[Stored data]
▽

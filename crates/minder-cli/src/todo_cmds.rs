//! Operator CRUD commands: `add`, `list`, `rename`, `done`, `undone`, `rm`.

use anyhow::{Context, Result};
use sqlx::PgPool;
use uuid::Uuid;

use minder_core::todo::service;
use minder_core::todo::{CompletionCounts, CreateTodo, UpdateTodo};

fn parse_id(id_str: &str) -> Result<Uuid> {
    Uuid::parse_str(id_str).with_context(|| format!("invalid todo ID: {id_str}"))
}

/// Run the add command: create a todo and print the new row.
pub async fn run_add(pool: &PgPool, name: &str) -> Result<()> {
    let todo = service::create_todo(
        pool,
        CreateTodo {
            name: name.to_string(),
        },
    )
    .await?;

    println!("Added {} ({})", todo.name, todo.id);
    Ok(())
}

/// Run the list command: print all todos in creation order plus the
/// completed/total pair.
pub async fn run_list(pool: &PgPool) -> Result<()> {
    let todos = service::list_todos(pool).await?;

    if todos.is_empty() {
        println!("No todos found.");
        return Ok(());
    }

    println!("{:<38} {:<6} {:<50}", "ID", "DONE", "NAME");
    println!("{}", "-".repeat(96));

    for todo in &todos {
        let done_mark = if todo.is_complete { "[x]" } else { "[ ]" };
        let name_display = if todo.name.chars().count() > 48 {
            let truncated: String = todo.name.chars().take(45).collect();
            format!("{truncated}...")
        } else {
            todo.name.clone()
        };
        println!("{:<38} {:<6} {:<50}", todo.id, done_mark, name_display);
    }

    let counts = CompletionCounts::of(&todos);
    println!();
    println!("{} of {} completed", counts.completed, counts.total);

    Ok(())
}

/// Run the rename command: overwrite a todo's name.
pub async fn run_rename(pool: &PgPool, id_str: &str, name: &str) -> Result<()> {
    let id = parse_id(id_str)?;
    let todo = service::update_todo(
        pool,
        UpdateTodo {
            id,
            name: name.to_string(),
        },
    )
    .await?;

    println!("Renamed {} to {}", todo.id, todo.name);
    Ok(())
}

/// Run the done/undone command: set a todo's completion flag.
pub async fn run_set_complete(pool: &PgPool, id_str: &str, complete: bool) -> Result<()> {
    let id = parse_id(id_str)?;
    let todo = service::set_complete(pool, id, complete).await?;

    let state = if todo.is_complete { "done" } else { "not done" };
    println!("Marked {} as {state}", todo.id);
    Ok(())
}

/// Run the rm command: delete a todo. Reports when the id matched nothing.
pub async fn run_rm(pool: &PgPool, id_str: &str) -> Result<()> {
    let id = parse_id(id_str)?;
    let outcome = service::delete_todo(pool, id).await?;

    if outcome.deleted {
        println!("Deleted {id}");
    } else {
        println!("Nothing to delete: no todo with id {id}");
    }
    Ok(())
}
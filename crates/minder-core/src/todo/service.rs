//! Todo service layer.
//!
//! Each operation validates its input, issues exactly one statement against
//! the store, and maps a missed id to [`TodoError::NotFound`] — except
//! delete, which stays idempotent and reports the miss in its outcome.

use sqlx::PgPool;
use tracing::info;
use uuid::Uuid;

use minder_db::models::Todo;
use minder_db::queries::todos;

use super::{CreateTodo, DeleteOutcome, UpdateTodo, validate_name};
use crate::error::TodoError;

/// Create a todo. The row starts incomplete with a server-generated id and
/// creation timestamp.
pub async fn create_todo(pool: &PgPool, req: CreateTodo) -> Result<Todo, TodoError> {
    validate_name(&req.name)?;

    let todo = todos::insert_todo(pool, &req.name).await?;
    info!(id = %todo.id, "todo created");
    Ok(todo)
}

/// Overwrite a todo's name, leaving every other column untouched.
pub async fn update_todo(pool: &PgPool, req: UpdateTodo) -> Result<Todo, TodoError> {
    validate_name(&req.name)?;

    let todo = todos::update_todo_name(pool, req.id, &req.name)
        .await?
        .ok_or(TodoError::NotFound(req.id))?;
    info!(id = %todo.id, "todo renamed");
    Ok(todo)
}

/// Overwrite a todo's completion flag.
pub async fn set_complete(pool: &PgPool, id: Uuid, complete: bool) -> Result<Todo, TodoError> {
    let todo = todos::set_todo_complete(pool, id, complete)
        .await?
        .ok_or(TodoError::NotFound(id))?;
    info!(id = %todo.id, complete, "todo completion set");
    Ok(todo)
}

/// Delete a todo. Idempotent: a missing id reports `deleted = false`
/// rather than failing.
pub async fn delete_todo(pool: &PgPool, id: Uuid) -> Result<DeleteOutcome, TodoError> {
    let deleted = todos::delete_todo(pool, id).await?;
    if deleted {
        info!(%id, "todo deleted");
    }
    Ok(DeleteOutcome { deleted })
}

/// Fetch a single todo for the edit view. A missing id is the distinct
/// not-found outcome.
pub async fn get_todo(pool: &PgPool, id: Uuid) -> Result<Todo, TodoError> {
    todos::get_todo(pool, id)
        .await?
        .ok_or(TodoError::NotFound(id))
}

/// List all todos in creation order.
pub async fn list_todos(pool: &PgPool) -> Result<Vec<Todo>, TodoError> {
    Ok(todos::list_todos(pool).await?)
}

△
▽

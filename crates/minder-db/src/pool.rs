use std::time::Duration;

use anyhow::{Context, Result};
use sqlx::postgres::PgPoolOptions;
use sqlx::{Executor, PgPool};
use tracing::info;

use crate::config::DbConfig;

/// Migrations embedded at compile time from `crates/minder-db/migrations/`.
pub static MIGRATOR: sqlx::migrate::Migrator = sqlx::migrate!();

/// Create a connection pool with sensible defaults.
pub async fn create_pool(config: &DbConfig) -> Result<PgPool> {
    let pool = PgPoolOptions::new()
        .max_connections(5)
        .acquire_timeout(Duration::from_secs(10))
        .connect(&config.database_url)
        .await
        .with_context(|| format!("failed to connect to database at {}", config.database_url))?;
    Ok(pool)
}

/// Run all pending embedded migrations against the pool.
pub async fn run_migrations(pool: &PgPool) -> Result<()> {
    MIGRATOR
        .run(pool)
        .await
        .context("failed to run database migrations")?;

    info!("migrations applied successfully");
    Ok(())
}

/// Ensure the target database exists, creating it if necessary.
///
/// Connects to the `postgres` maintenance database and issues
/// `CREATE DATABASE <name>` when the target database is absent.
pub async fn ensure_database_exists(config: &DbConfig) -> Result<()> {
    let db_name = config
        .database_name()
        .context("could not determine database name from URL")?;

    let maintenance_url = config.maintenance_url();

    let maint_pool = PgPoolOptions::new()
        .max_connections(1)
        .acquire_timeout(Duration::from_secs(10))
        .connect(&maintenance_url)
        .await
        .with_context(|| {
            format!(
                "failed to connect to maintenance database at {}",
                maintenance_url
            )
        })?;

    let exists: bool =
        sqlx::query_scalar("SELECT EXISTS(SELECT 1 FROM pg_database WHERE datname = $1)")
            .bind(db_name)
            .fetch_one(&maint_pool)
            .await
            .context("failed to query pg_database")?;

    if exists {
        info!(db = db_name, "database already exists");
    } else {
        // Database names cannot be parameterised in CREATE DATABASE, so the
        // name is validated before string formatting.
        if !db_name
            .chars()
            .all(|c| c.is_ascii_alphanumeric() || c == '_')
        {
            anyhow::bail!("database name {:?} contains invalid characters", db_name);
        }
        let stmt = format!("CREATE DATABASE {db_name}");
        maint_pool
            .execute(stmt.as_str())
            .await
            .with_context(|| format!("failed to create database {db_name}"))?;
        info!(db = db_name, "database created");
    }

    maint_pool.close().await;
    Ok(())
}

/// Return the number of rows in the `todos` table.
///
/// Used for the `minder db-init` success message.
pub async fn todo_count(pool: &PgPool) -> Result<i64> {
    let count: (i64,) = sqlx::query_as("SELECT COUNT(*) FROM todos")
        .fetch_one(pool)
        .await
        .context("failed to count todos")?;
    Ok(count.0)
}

△

> Required work: Your whole answer should be one number, the count of lines in the records that hold "postgres".

> Task response: 2